Page MenuHomePhabricator

Parsoid does not apply "format" from TemplateData if the template is transcluded via a redirect
Open, NormalPublic

Description

Identified by @ssastry while debugging T213922:

So I patched html2wt with as follows (since this is triggered only on edited HTML and I wanted to test it with regular HTML),

diff --git a/lib/html2wt/WikitextSerializer.js b/lib/html2wt/WikitextSerializer.js
index d052a47e0..9470070fa 100644
--- a/lib/html2wt/WikitextSerializer.js
+++ b/lib/html2wt/WikitextSerializer.js
@@ -782,11 +782,12 @@ WikitextSerializer.prototype.serializeFromParts = Promise.async(function *(state
                var fetched = false;
                try {
                        var apiResp = null;
-                       if (isTpl && useTplData) {
+                       if (isTpl && true) {
                                var href = tplHref.replace(/^\.\//, '');
                                apiResp = yield TemplateDataRequest.promise(env, href, Util.makeHash(["templatedata", href]));
                        }
                        tplData = apiResp && apiResp[Object.keys(apiResp)[0]];
+                       console.log("TPLDATA: " + JSON.stringify(tplData));

Now, when I rut it with the HTML of fawiki's infobox, see the output:

[subbu@earth:~/work/wmf/parsoid] parse.js --html2wt --prefix fawiki  --trace apirequest< /tmp/fa.html 
....
[ApiRequest]   | #3 Starting HTTP request:  {"method":"GET","qs":{"format":"json","action":"templatedata","includeMissingTitles":"1","titles":"الگو:Infobox_Officeholder"},"followRedirect":true,"uri":"https://fa.wikipedia.org/w/api.php","timeout":30000,"headers":{"X-Request-ID":null,"User-Agent":"Parsoid/0.10.0+git","Connection":"close"},"strictSSL":true}
....
TPLDATA: {"title":"الگو:Infobox Officeholder","notemplatedata":"","params":[]}

@ssastry Note that the Parsoid query is for "Infobox Officeholder" (with uppercase "O"), which is a redirect to "Infobox officeholder" (lowercase "o"). Only the latter page has templatedata. Parsoid should probably ask the MediaWiki API to follow redirects (&redirects=1). But that seems like a separate issue.
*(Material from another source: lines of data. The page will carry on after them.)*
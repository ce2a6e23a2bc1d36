use rust_decimal::{Decimal, MathematicalOps, RoundingStrategy};

use ecoblock_core::{DomainError, DomainResult};
use ecoblock_inventory::{MaterialType, UsageEvent};

use crate::config::{PredictorConfig, PredictorTable};
use crate::result::{PredictionBasis, PredictionResult};

/// Output precision (decimal places).
const OUTPUT_DP: u32 = 2;

/// Deterministic usage forecaster.
///
/// Model:
/// - Walk the history newest to oldest.
/// - Weight the k-th most recent event by `0.5^(k / half_life)`.
/// - Predict the weighted mean of the amounts.
/// - With fewer than two events, fall back to `min(quantity on hand, default rate)`.
///
/// Arithmetic runs at full decimal precision; only the returned value is
/// rounded (half-up, two places).
#[derive(Debug, Clone, Default)]
pub struct UsagePredictor {
    table: PredictorTable,
}

impl UsagePredictor {
    pub fn new(table: PredictorTable) -> Self {
        Self { table }
    }

    pub fn table(&self) -> &PredictorTable {
        &self.table
    }

    pub fn config_for(&self, material_type: &MaterialType) -> &PredictorConfig {
        self.table.config_for(material_type)
    }

    /// Forecast next-period usage for `material_type`.
    ///
    /// `history` must be the windowed events of that type, oldest first.
    /// Short history is not an error; it selects the fallback.
    pub fn predict(
        &self,
        material_type: &MaterialType,
        history: &[UsageEvent],
        current_quantity: Decimal,
    ) -> DomainResult<PredictionResult> {
        if let Some(stray) = history.iter().find(|e| e.material_type() != material_type) {
            return Err(DomainError::validation(format!(
                "history for {material_type} contains an event for {}",
                stray.material_type()
            )));
        }

        let config = self.table.config_for(material_type);

        let (raw, basis) = if history.len() < 2 {
            let on_hand = current_quantity.max(Decimal::ZERO);
            (
                on_hand.min(config.default_rate()),
                PredictionBasis::Fallback {
                    events_used: history.len(),
                    default_rate: config.default_rate(),
                },
            )
        } else {
            (
                weighted_average(history, config.half_life_events())?,
                PredictionBasis::WeightedAverage {
                    events_used: history.len(),
                    half_life_events: config.half_life_events(),
                },
            )
        };

        let predicted_usage = round_output(raw);
        tracing::debug!(
            material = %material_type,
            events = history.len(),
            raw = %raw,
            predicted = %predicted_usage,
            "usage predicted"
        );

        Ok(PredictionResult {
            material: material_type.clone(),
            predicted_usage,
            basis,
        })
    }
}

/// Per-step decay factor `0.5^(1 / half_life)`.
fn decay_per_event(half_life_events: u32) -> Decimal {
    let half_life = Decimal::from(half_life_events.max(1));
    Decimal::new(5, 1).powd(Decimal::ONE / half_life)
}

/// Weighted mean kept as a running mean, so intermediate values stay within
/// the range of the amounts instead of growing with their sum.
fn weighted_average(history: &[UsageEvent], half_life_events: u32) -> DomainResult<Decimal> {
    let decay = decay_per_event(half_life_events);

    let mut weight = Decimal::ONE;
    let mut total_weight = Decimal::ZERO;
    let mut mean = Decimal::ZERO;

    for event in history.iter().rev() {
        total_weight = total_weight.checked_add(weight).ok_or_else(overflow)?;
        let share = weight.checked_div(total_weight).ok_or_else(overflow)?;
        let delta = event.amount().checked_sub(mean).ok_or_else(overflow)?;
        let step = share.checked_mul(delta).ok_or_else(overflow)?;
        mean = mean.checked_add(step).ok_or_else(overflow)?;
        weight = weight.checked_mul(decay).ok_or_else(overflow)?;
    }

    Ok(mean)
}

fn overflow() -> DomainError {
    DomainError::validation("usage history is too large to average")
}

fn round_output(value: Decimal) -> Decimal {
    value.round_dp_with_strategy(OUTPUT_DP, RoundingStrategy::MidpointAwayFromZero)
}
pub mod csv_export;
pub mod csv_import;
pub mod file;

pub use csv_export::{export_delivery_summary, export_delivery_summary_to};
pub use csv_import::{import_csv, parse_csv};
pub use file::{load_categories, load_roadmap, load_task_records, parse_task_records, save_roadmap};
In my snippet I pasted above with the API trace, see that we already have "followRedirect":true. Is that the wrong param?

I'm not familiar with that library, but it looks like this is the library's parameter for following HTTP redirects, rather than a query parameter for following MediaWiki redirects.

Event Timeline

matmarex created this task.Jan 17 2019, 1:48 AM
Restricted Application added a subscriber: Aklapper. · View Herald TranscriptJan 17 2019, 1:48 AM
ssastry triaged this task as Normal priority.Jan 17 2019, 4:44 AM
ssastry edited projects, added Parsoid-Edit-Support; removed Parsoid.
Restricted Application added a project: VisualEditor. · View Herald TranscriptMar 7 2019, 1:19 PM

@matmarex is this a parsoid issue?

stjn added a subscriber: stjn.Jun 13 2019, 6:59 PM

We have discovered a similar problem in Russian Wikipedia and think it might be instances of this bug. A user edited an infobox {{Карточка ФК}} that redirects to {{Футбольный клуб}}, and although TemplateData shows fine in the VisualEditor frontend, it clearly isn’t being read by backend when forming wiki code (messing up param order). Can you tell us if it’s the same problem?

Relevant edits:

  1. https://ru.wikipedia.org/?diff=100384644 (edit with {{Карточка ФК}})
  2. https://ru.wikipedia.org/wiki/Дрёбак-Фрогн_(футбольный_клуб)?action=history (3 tests showcasing the difference)
Restricted Application added a subscriber: Liuxinyu970226. · View Herald TranscriptJun 13 2019, 6:59 PM

Yes, probably the same thing.